Disons donc pour finir que le problème était de savoir si l’État a réellement tous les pouvoirs dans son domaine d’exercice ou bien s’il a un pouvoir limité et si oui comment cette ou ces limites le contraignent-elles. Il semble de prime abord que l’État a tous les pouvoirs, à savoir législatif, exécutif et judiciaire, condition pour qu’il puisse jouer son rôle vis-à-vis de la société et des individus, c’est-à-dire maintenir la paix. Toutefois, on peut le penser comme une émanation de la société de classe et dès lors ses pouvoirs sont limités par sa mission, permettre la domination d’une classe sur les autres.

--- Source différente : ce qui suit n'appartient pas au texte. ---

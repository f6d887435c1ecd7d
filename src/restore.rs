//! # Restore Engine
//!
//! Reconstructs files from a fileset by reading their blocksets, fetching
//! each block's owning dblock volume from the backend, decompressing and
//! optionally decrypting it, and writing the reassembled content to the
//! target directory.
//!
//! Dblock volumes are cached in memory per restore run, keyed by catalog
//! volume id, so a volume backing many blocks across many files is only
//! fetched and unpacked once.

use crate::catalog::SharedCatalog;
use crate::config::Settings;
use crate::error::{CoreError, IntegrityError, Result, UserInputError};
use crate::hasher;
use crate::model::FileKind;
use crate::object_store::ObjectStore;
use crate::progress::{Phase, ProgressSink};
use crate::volume;
use std::collections::HashMap;
use std::path::PathBuf;
use std::sync::Arc;

/// Options controlling restore behavior.
pub struct RestoreOptions<'a> {
    /// Target directory to restore files into.
    pub target_dir: PathBuf,

    /// Password for decrypting volumes, if the repository is encrypted.
    pub password: Option<&'a str>,

    /// If true, overwrite an existing non-empty target directory.
    pub force: bool,

    /// If true, re-hash each block and the assembled file against the
    /// catalog's recorded hashes before writing.
    pub verify: bool,

    /// If set, only restore files whose path starts with or contains one
    /// of these strings.
    pub filter: Option<Vec<String>>,

    pub verbose: bool,
}

/// Statistics from a restore run.
#[derive(Debug, Default)]
pub struct RestoreStats {
    pub files_restored: u64,
    pub bytes_restored: u64,
}

/// Restores every file in `fileset_id` into `opts.target_dir` (spec.md §3).
pub async fn restore_fileset(
    catalog: &SharedCatalog,
    store: &Arc<dyn ObjectStore>,
    settings: &Settings,
    fileset_id: i64,
    opts: &RestoreOptions<'_>,
    progress: &ProgressSink,
) -> Result<RestoreStats> {
    if opts.target_dir.exists() && !opts.force {
        let is_empty = opts
            .target_dir
            .read_dir()
            .map(|mut d| d.next().is_none())
            .unwrap_or(false);
        if !is_empty {
            return Err(UserInputError::TargetNotEmpty(opts.target_dir.clone()).into());
        }
    }
    std::fs::create_dir_all(&opts.target_dir)?;

    let entries = {
        let cat = catalog.lock().map_err(|_| anyhow::anyhow!("catalog mutex poisoned"))?;
        cat.fileset_entries(fileset_id)?
    };

    let entries: Vec<_> = entries
        .into_iter()
        .filter(|(file, _)| {
            opts.filter.as_ref().map_or(true, |filters| {
                filters.iter().any(|f| file.path.starts_with(f) || file.path.contains(f))
            })
        })
        .collect();

    let total = entries.len() as u64;
    let mut stats = RestoreStats::default();
    let mut volume_cache: HashMap<i64, HashMap<String, Vec<u8>>> = HashMap::new();
    let password = if settings.encrypt { opts.password } else { None };

    for (index, (file, _fileset_entry)) in entries.iter().enumerate() {
        progress.emit(Phase::Restore, index as f64 / total.max(1) as f64);

        let target_path = opts.target_dir.join(&file.path);

        if file.kind == FileKind::Folder {
            std::fs::create_dir_all(&target_path)?;
            continue;
        }

        let Some(blockset_id) = file.content_blockset_id else {
            continue;
        };
        let blockset = {
            let cat = catalog.lock().map_err(|_| anyhow::anyhow!("catalog mutex poisoned"))?;
            cat.get_blockset(blockset_id)?
                .ok_or_else(|| anyhow::anyhow!("blockset {blockset_id} referenced by file but missing from catalog"))?
        };

        let mut file_data = Vec::with_capacity(blockset.length as usize);
        let mut chunk_hashes = Vec::with_capacity(blockset.blocks.len());

        for block_ref in &blockset.blocks {
            let volume_id = {
                let cat = catalog.lock().map_err(|_| anyhow::anyhow!("catalog mutex poisoned"))?;
                cat.block_volume(block_ref.block_id)?.ok_or_else(|| {
                    anyhow::anyhow!("block {} has no owning volume recorded", block_ref.hash)
                })?
            };

            if !volume_cache.contains_key(&volume_id) {
                let name = {
                    let cat = catalog.lock().map_err(|_| anyhow::anyhow!("catalog mutex poisoned"))?;
                    cat.get_remote_volume(volume_id)?
                        .ok_or_else(|| anyhow::anyhow!("remote volume {volume_id} missing from catalog"))?
                        .name
                };
                let packed = store.get(&name).await?;
                let container = volume::unpack(&packed, settings.compression, password)?;
                let (_, blocks) = volume::decode_dblock(&container)?;
                volume_cache.insert(volume_id, blocks.into_iter().collect());
            }

            let data = volume_cache[&volume_id].get(&block_ref.hash).ok_or_else(|| {
                CoreError::Integrity(IntegrityError::BlobMissing { name: block_ref.hash.clone() })
            })?;

            if opts.verify {
                let actual = hasher::hash_bytes(data);
                if actual != block_ref.hash {
                    return Err(IntegrityError::ContentMismatch {
                        path: file.path.clone(),
                        expected: block_ref.hash.clone(),
                        actual,
                    }
                    .into());
                }
            }

            chunk_hashes.push(block_ref.hash.clone());
            file_data.extend_from_slice(data);
        }

        if opts.verify {
            let full_hash = hasher::hash_bytes(chunk_hashes.join(",").as_bytes());
            if full_hash != blockset.full_hash {
                return Err(IntegrityError::ContentMismatch {
                    path: file.path.clone(),
                    expected: blockset.full_hash.clone(),
                    actual: full_hash,
                }
                .into());
            }
        }

        if let Some(parent) = target_path.parent() {
            std::fs::create_dir_all(parent)?;
        }
        std::fs::write(&target_path, &file_data)?;

        stats.files_restored += 1;
        stats.bytes_restored += file_data.len() as u64;

        if opts.verbose {
            eprintln!("  restored {}", file.path);
        }
    }

    progress.emit(Phase::Restore, 1.0);
    Ok(stats)
}

#[cfg(test)]
mod tests {
    use super::*;
    use crate::catalog::{Catalog, TempFilesetEntry};
    use crate::config::{BackendSettings, CompressionKind, PurgeSettings};
    use crate::object_store::LocalFsStore;
    use crate::volume::{DindexBlockEntry, VolumeManifest};
    use chrono::Utc;
    use std::sync::Mutex;

    fn test_settings() -> Settings {
        Settings {
            interval: 300,
            blocksize: 1024,
            block_hash: "blake3".into(),
            file_hash: "blake3".into(),
            compression: CompressionKind::Zstd,
            zstd_level: 3,
            encrypt: false,
            max_snapshots: 0,
            repo_path: std::path::PathBuf::from(".repocore"),
            purge: PurgeSettings::default(),
            backend: BackendSettings::default(),
        }
    }

    fn test_manifest() -> VolumeManifest {
        VolumeManifest {
            version: 1,
            created: Utc::now(),
            encoding: "utf8".into(),
            blocksize: 1024,
            block_hash: "blake3".into(),
            file_hash: "blake3".into(),
            app_version: "test".into(),
        }
    }

    #[tokio::test]
    async fn restore_fileset_writes_back_original_bytes() {
        let settings = test_settings();
        let store_dir = tempfile::tempdir().unwrap();
        let store: Arc<dyn ObjectStore> = Arc::new(LocalFsStore::new(store_dir.path()).unwrap());

        let catalog: SharedCatalog = Arc::new(Mutex::new(Catalog::open_in_memory().unwrap()));

        let content = b"hello restore world".to_vec();
        let hash = hasher::hash_bytes(&content);

        let (dblock_name, dblock_id, blockset_id) = {
            let cat = catalog.lock().unwrap();
            let block_id = cat.intern_block(&hash, content.len() as u64).unwrap();
            let blockset_id = cat
                .intern_blockset(&hash, content.len() as u64, &[(block_id, hash.clone(), content.len() as u64)])
                .unwrap();

            let manifest = test_manifest();
            let dblock = volume::encode_dblock(&manifest, &[(hash.clone(), content.clone())]).unwrap();
            let packed = volume::pack(dblock, settings.compression, settings.zstd_level, None).unwrap();
            let dblock_name = "repocore-abcdef-b-20250101T000000Z.zip.noenc".to_string();
            let dblock_id = cat.create_remote_volume(&dblock_name, crate::model::VolumeKind::DBlock, packed.len() as u64).unwrap();
            cat.set_block_volume(block_id, dblock_id).unwrap();

            let _index = DindexBlockEntry { hash: hash.clone(), size: content.len() as u64 };
            store.put(&dblock_name, packed).await.unwrap();

            (dblock_name, dblock_id, blockset_id)
        };
        let _ = (dblock_name, dblock_id);

        let fileset_id = {
            let mut cat = catalog.lock().unwrap();
            let mut temp = cat.create_temporary_fileset(Utc::now(), true).unwrap();
            temp.push(TempFilesetEntry {
                path: "greeting.txt".into(),
                kind: FileKind::File,
                content_blockset_id: Some(blockset_id),
                metadata_blockset_id: None,
                modified: Utc::now(),
                lastmodified: false,
            });
            cat.write_fileset(temp).unwrap()
        };

        let target = tempfile::tempdir().unwrap();
        let opts = RestoreOptions {
            target_dir: target.path().to_path_buf(),
            password: None,
            force: false,
            verify: true,
            filter: None,
            verbose: false,
        };
        let (sink, _rx) = crate::progress::channel();

        let stats = restore_fileset(&catalog, &store, &settings, fileset_id, &opts, &sink).await.unwrap();
        assert_eq!(stats.files_restored, 1);

        let restored = std::fs::read(target.path().join("greeting.txt")).unwrap();
        assert_eq!(restored, content);
    }

    #[tokio::test]
    async fn restore_rejects_non_empty_target_without_force() {
        let settings = test_settings();
        let store_dir = tempfile::tempdir().unwrap();
        let store: Arc<dyn ObjectStore> = Arc::new(LocalFsStore::new(store_dir.path()).unwrap());
        let catalog: SharedCatalog = Arc::new(Mutex::new(Catalog::open_in_memory().unwrap()));

        let fileset_id = {
            let mut cat = catalog.lock().unwrap();
            let temp = cat.create_temporary_fileset(Utc::now(), true).unwrap();
            cat.write_fileset(temp).unwrap()
        };

        let target = tempfile::tempdir().unwrap();
        std::fs::write(target.path().join("existing.txt"), b"keep me").unwrap();

        let opts = RestoreOptions {
            target_dir: target.path().to_path_buf(),
            password: None,
            force: false,
            verify: false,
            filter: None,
            verbose: false,
        };
        let (sink, _rx) = crate::progress::channel();

        let err = restore_fileset(&catalog, &store, &settings, fileset_id, &opts, &sink).await.unwrap_err();
        assert!(matches!(err, CoreError::UserInput(UserInputError::TargetNotEmpty(_))));
    }
}
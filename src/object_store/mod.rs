//! # Object Store
//!
//! A generic CRUD abstraction over the remote backend (spec.md §4.1),
//! grounded in the same `RemoteStorage` shape used by `pageserver`'s
//! remote storage layer. `LocalFsStore` is the sole concrete backend
//! shipped here: a directory on disk, standing in for whatever bucket or
//! bulk-storage endpoint a deployment actually points at.
//!
//! On top of the trait sits [`VolumeQueue`]: a single-consumer FIFO that
//! serializes every upload and delete so remote operations observe the
//! catalog's intended ordering (spec.md §4.1, §5), retrying transient
//! failures with the same exponential backoff policy `icp-cli`'s snapshot
//! transfer path uses.

mod local_fs;

pub use local_fs::LocalFsStore;

use crate::error::{CoreError, Result};
use async_trait::async_trait;
use backoff::future::retry;
use backoff::ExponentialBackoff;
use std::sync::Arc;
use std::time::Duration;
use tokio::sync::{mpsc, oneshot};
use tracing::{info, warn};

/// A single remote object's metadata as seen by a `list` call.
#[derive(Debug, Clone)]
pub struct ObjectMeta {
    pub name: String,
    pub size: u64,
}

/// The CRUD surface a backend must provide. Implementations are expected to
/// be cheaply cloneable handles (an `Arc` around a client, a base path, etc).
#[async_trait]
pub trait ObjectStore: Send + Sync {
    async fn put(&self, name: &str, data: Vec<u8>) -> Result<()>;
    async fn get(&self, name: &str) -> Result<Vec<u8>>;
    async fn delete(&self, name: &str) -> Result<()>;
    async fn list(&self) -> Result<Vec<ObjectMeta>>;
}

/// A hook invoked synchronously, on the queue's worker, just before an
/// upload begins. This is how the catalog marks a volume `Uploading` at the
/// same logical moment the bytes start moving (spec.md §4.1), without the
/// catalog ever being touched from a second thread.
pub type FlushHook = Arc<dyn Fn(&QueueOp) + Send + Sync>;

/// One operation the queue will perform, in submission order.
#[derive(Debug, Clone)]
pub enum QueueOp {
    Upload { name: String },
    Delete { name: String },
}

enum Job {
    Upload { name: String, data: Vec<u8>, done: oneshot::Sender<Result<()>> },
    Delete { name: String, done: oneshot::Sender<Result<()>> },
    Barrier { done: oneshot::Sender<()> },
}

/// Serializes uploads and deletes against one backend, retrying transient
/// failures and invoking an optional flush hook right before each attempt.
pub struct VolumeQueue {
    tx: mpsc::UnboundedSender<Job>,
    store: Arc<dyn ObjectStore>,
    _worker: tokio::task::JoinHandle<()>,
}

impl VolumeQueue {
    pub fn spawn(store: Arc<dyn ObjectStore>, flush_hook: Option<FlushHook>) -> Self {
        let (tx, mut rx) = mpsc::unbounded_channel::<Job>();
        let worker_store = store.clone();

        let worker = tokio::spawn(async move {
            let store = worker_store;
            while let Some(job) = rx.recv().await {
                match job {
                    Job::Upload { name, data, done } => {
                        if let Some(hook) = &flush_hook {
                            hook(&QueueOp::Upload { name: name.clone() });
                        }
                        let result = upload_with_retry(store.as_ref(), &name, data).await;
                        if let Err(e) = &result {
                            warn!(volume = %name, error = %e, "upload failed permanently");
                        } else {
                            info!(volume = %name, "upload complete");
                        }
                        let _ = done.send(result);
                    }
                    Job::Delete { name, done } => {
                        if let Some(hook) = &flush_hook {
                            hook(&QueueOp::Delete { name: name.clone() });
                        }
                        let result = delete_with_retry(store.as_ref(), &name).await;
                        let _ = done.send(result);
                    }
                    Job::Barrier { done } => {
                        let _ = done.send(());
                    }
                }
            }
        });

        VolumeQueue { tx, store, _worker: worker }
    }

    /// Direct read access to the backing store, for operations (like compact)
    /// that need to fetch existing volume bytes rather than enqueue a write.
    pub fn store(&self) -> &Arc<dyn ObjectStore> {
        &self.store
    }

    /// Enqueues an upload, returning once it (or its final retry failure) completes.
    pub async fn upload(&self, name: String, data: Vec<u8>) -> Result<()> {
        let (done_tx, done_rx) = oneshot::channel();
        self.tx
            .send(Job::Upload { name, data, done: done_tx })
            .map_err(|_| anyhow::anyhow!("volume queue worker has shut down"))?;
        done_rx.await.map_err(|_| anyhow::anyhow!("volume queue worker dropped the job"))?
    }

    pub async fn delete(&self, name: String) -> Result<()> {
        let (done_tx, done_rx) = oneshot::channel();
        self.tx
            .send(Job::Delete { name, done: done_tx })
            .map_err(|_| anyhow::anyhow!("volume queue worker has shut down"))?;
        done_rx.await.map_err(|_| anyhow::anyhow!("volume queue worker dropped the job"))?
    }

    /// Blocks until every job submitted before this call has finished,
    /// by enqueuing a barrier behind them on the same FIFO (spec.md §5).
    pub async fn wait_for_empty(&self) -> Result<()> {
        let (done_tx, done_rx) = oneshot::channel();
        self.tx
            .send(Job::Barrier { done: done_tx })
            .map_err(|_| anyhow::anyhow!("volume queue worker has shut down"))?;
        done_rx.await.map_err(|_| anyhow::anyhow!("volume queue worker dropped the barrier").into())
    }
}

fn backoff_policy() -> ExponentialBackoff {
    ExponentialBackoff {
        initial_interval: Duration::from_millis(500),
        max_interval: Duration::from_secs(30),
        max_elapsed_time: Some(Duration::from_secs(10 * 60)),
        ..ExponentialBackoff::default()
    }
}

async fn upload_with_retry(store: &dyn ObjectStore, name: &str, data: Vec<u8>) -> Result<()> {
    retry(backoff_policy(), || async {
        store.put(name, data.clone()).await.map_err(classify)
    })
    .await
}

async fn delete_with_retry(store: &dyn ObjectStore, name: &str) -> Result<()> {
    retry(backoff_policy(), || async { store.delete(name).await.map_err(classify) }).await
}

/// Maps a [`CoreError`] to a `backoff` transient/permanent classification:
/// only `BackendTransient` is retried.
fn classify(err: CoreError) -> backoff::Error<CoreError> {
    match err {
        CoreError::BackendTransient(_) => backoff::Error::transient(err),
        other => backoff::Error::permanent(other),
    }
}

#[cfg(test)]
mod tests {
    use super::*;
    use std::sync::atomic::{AtomicUsize, Ordering};
    use std::sync::Mutex;

    struct FlakyStore {
        attempts: AtomicUsize,
        fail_until: usize,
        data: Mutex<std::collections::HashMap<String, Vec<u8>>>,
    }

    #[async_trait]
    impl ObjectStore for FlakyStore {
        async fn put(&self, name: &str, data: Vec<u8>) -> Result<()> {
            let n = self.attempts.fetch_add(1, Ordering::SeqCst);
            if n < self.fail_until {
                return Err(CoreError::BackendTransient("simulated hiccup".into()));
            }
            self.data.lock().unwrap().insert(name.to_string(), data);
            Ok(())
        }
        async fn get(&self, name: &str) -> Result<Vec<u8>> {
            self.data
                .lock()
                .unwrap()
                .get(name)
                .cloned()
                .ok_or_else(|| anyhow::anyhow!("not found").into())
        }
        async fn delete(&self, name: &str) -> Result<()> {
            self.data.lock().unwrap().remove(name);
            Ok(())
        }
        async fn list(&self) -> Result<Vec<ObjectMeta>> {
            Ok(self
                .data
                .lock()
                .unwrap()
                .iter()
                .map(|(k, v)| ObjectMeta { name: k.clone(), size: v.len() as u64 })
                .collect())
        }
    }

    #[tokio::test]
    async fn upload_retries_transient_failures() {
        let store = Arc::new(FlakyStore {
            attempts: AtomicUsize::new(0),
            fail_until: 2,
            data: Mutex::new(std::collections::HashMap::new()),
        });
        let queue = VolumeQueue::spawn(store.clone(), None);
        queue.upload("v1".into(), b"payload".to_vec()).await.unwrap();
        assert_eq!(store.get("v1").await.unwrap(), b"payload");
    }

    #[tokio::test]
    async fn flush_hook_runs_before_upload() {
        let store = Arc::new(FlakyStore {
            attempts: AtomicUsize::new(0),
            fail_until: 0,
            data: Mutex::new(std::collections::HashMap::new()),
        });
        let seen = Arc::new(Mutex::new(Vec::new()));
        let seen2 = seen.clone();
        let hook: FlushHook = Arc::new(move |op| {
            if let QueueOp::Upload { name } = op {
                seen2.lock().unwrap().push(name.clone());
            }
        });
        let queue = VolumeQueue::spawn(store, Some(hook));
        queue.upload("v1".into(), b"x".to_vec()).await.unwrap();
        assert_eq!(seen.lock().unwrap().as_slice(), &["v1".to_string()]);
    }

    #[tokio::test]
    async fn wait_for_empty_respects_fifo_order() {
        let store = Arc::new(FlakyStore {
            attempts: AtomicUsize::new(0),
            fail_until: 0,
            data: Mutex::new(std::collections::HashMap::new()),
        });
        let queue = VolumeQueue::spawn(store.clone(), None);
        queue.upload("a".into(), b"1".to_vec()).await.unwrap();
        queue.upload("b".into(), b"2".to_vec()).await.unwrap();
        queue.wait_for_empty().await.unwrap();
        assert_eq!(store.list().await.unwrap().len(), 2);
    }
}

Or, comme la division de la société en classe présuppose bien plutôt l’État, en réalité, il n’a pas tous les pouvoirs puisqu’il doit s’en tenir aux lois de la nature et surtout ne rien faire qui puisse susciter la révolte des citoyens. Pour que l’État puisse vraiment remplir sa fonction de pacification, il doit donc se limiter dans l’exercice de ses pouvoirs et c’est ainsi qu’il obtient le maximum de puissance.